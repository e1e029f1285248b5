//! Default names, ports and timings for daemon services.
//!
//! Services never read these directly; they are injected through the config
//! structs in [`crate::config`] so several daemons can run side by side.

use std::time::Duration;

/// File name of the rendezvous socket under the daemon root directory.
pub const SOCKET_FILE: &str = "devpod-net.sock";

/// File name of the persisted topology snapshot under the daemon root directory.
pub const NETMAP_FILE: &str = "netmap.json";

/// Overlay port of the HTTP reverse-proxy listener used by port forwarding.
pub const DEFAULT_PORT_FORWARD_PORT: u16 = 12051;

/// Overlay port the SSH forwarder listens on.
pub const DEFAULT_SSH_PORT: u16 = 22;

/// Local SSH server the SSH forwarder hands connections to.
pub const DEFAULT_SSH_TARGET: &str = "127.0.0.1:8022";

/// DNS suffix of nodes on the overlay network.
pub const DEFAULT_OVERLAY_DOMAIN: &str = "ts.loft";

/// Hostname suffix identifying control-plane runner peers.
pub const RUNNER_SUFFIX: &str = "runner";

/// Metadata header naming the backend host.
pub const HEADER_TARGET_HOST: &str = "x-target-host";

/// Metadata header naming the backend's declared port.
pub const HEADER_TARGET_PORT: &str = "x-target-port";

/// Metadata header naming the port actually dialed for gRPC calls.
pub const HEADER_PROXY_PORT: &str = "x-proxy-port";

/// Service name used by the SSH forwarder in the service tracker.
pub const SERVICE_SSH: &str = "ssh";

/// Service name used by the port-forward listener in the service tracker.
pub const SERVICE_PORT_FORWARD: &str = "port-forward";

/// Service name used by rendezvous socket connections in the service tracker.
pub const SERVICE_NETWORK_PROXY: &str = "network-proxy";

pub const DEFAULT_HEARTBEAT_INTERVAL: Duration = Duration::from_secs(10);
pub const DEFAULT_REQUEST_TIMEOUT: Duration = Duration::from_secs(10);
pub const DEFAULT_GRACEFUL_TIMEOUT: Duration = Duration::from_secs(15);
pub const DEFAULT_TOPOLOGY_COOLDOWN: Duration = Duration::from_secs(5);
pub const DEFAULT_SWEEP_INTERVAL: Duration = Duration::from_secs(30);
pub const DEFAULT_STALE_TIMEOUT: Duration = Duration::from_secs(90);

## EXERCISE REQUIREMENTS
Write out all the data exactly.

## EXERCISE RESPONSE
repository e1e029f1285248b5
//! Default names, ports and timings for daemon services.
//!
//! Services never read these directly; they are injected through the config
//! structs in [`crate::config`] so several daemons can run side by side.

use std::time::Duration;

/// File name of the rendezvous socket under the daemon root directory.
pub const SOCKET_FILE: &str = "devpod-net.sock";

/// File name of the persisted topology snapshot under the daemon root directory.
pub const NETMAP_FILE: &str = "netmap.json";

/// Overlay port of the HTTP reverse-proxy listener used by port forwarding.
pub const DEFAULT_PORT_FORWARD_PORT: u16 = 12051;

/// Overlay port the SSH forwarder listens on.
pub const DEFAULT_SSH_PORT: u16 = 22;

/// Local SSH server the SSH forwarder hands connections to.
pub const DEFAULT_SSH_TARGET: &str = "127.0.0.1:8022";

/// DNS suffix of nodes on the overlay network.
pub const DEFAULT_OVERLAY_DOMAIN: &str = "ts.loft";

/// Hostname suffix identifying control-plane runner peers.
pub const RUNNER_SUFFIX: &str = "runner";

/// Metadata header naming the backend host.
pub const HEADER_TARGET_HOST: &str = "x-target-host";

/// Metadata header naming the backend's declared port.
pub const HEADER_TARGET_PORT: &str = "x-target-port";

/// Metadata header naming the port actually dialed for gRPC calls.
pub const HEADER_PROXY_PORT: &str = "x-proxy-port";

/// Service name used by the SSH forwarder in the service tracker.
pub const SERVICE_SSH: &str = "ssh";

/// Service name used by the port-forward listener in the service tracker.
pub const SERVICE_PORT_FORWARD: &str = "port-forward";

/// Service name used by rendezvous socket connections in the service tracker.
pub const SERVICE_NETWORK_PROXY: &str = "network-proxy";

pub const DEFAULT_HEARTBEAT_INTERVAL: Duration = Duration::from_secs(10);
pub const DEFAULT_REQUEST_TIMEOUT: Duration = Duration::from_secs(10);
pub const DEFAULT_GRACEFUL_TIMEOUT: Duration = Duration::from_secs(15);
pub const DEFAULT_TOPOLOGY_COOLDOWN: Duration = Duration::from_secs(5);
pub const DEFAULT_SWEEP_INTERVAL: Duration = Duration::from_secs(30);
pub const DEFAULT_STALE_TIMEOUT: Duration = Duration::from_secs(90);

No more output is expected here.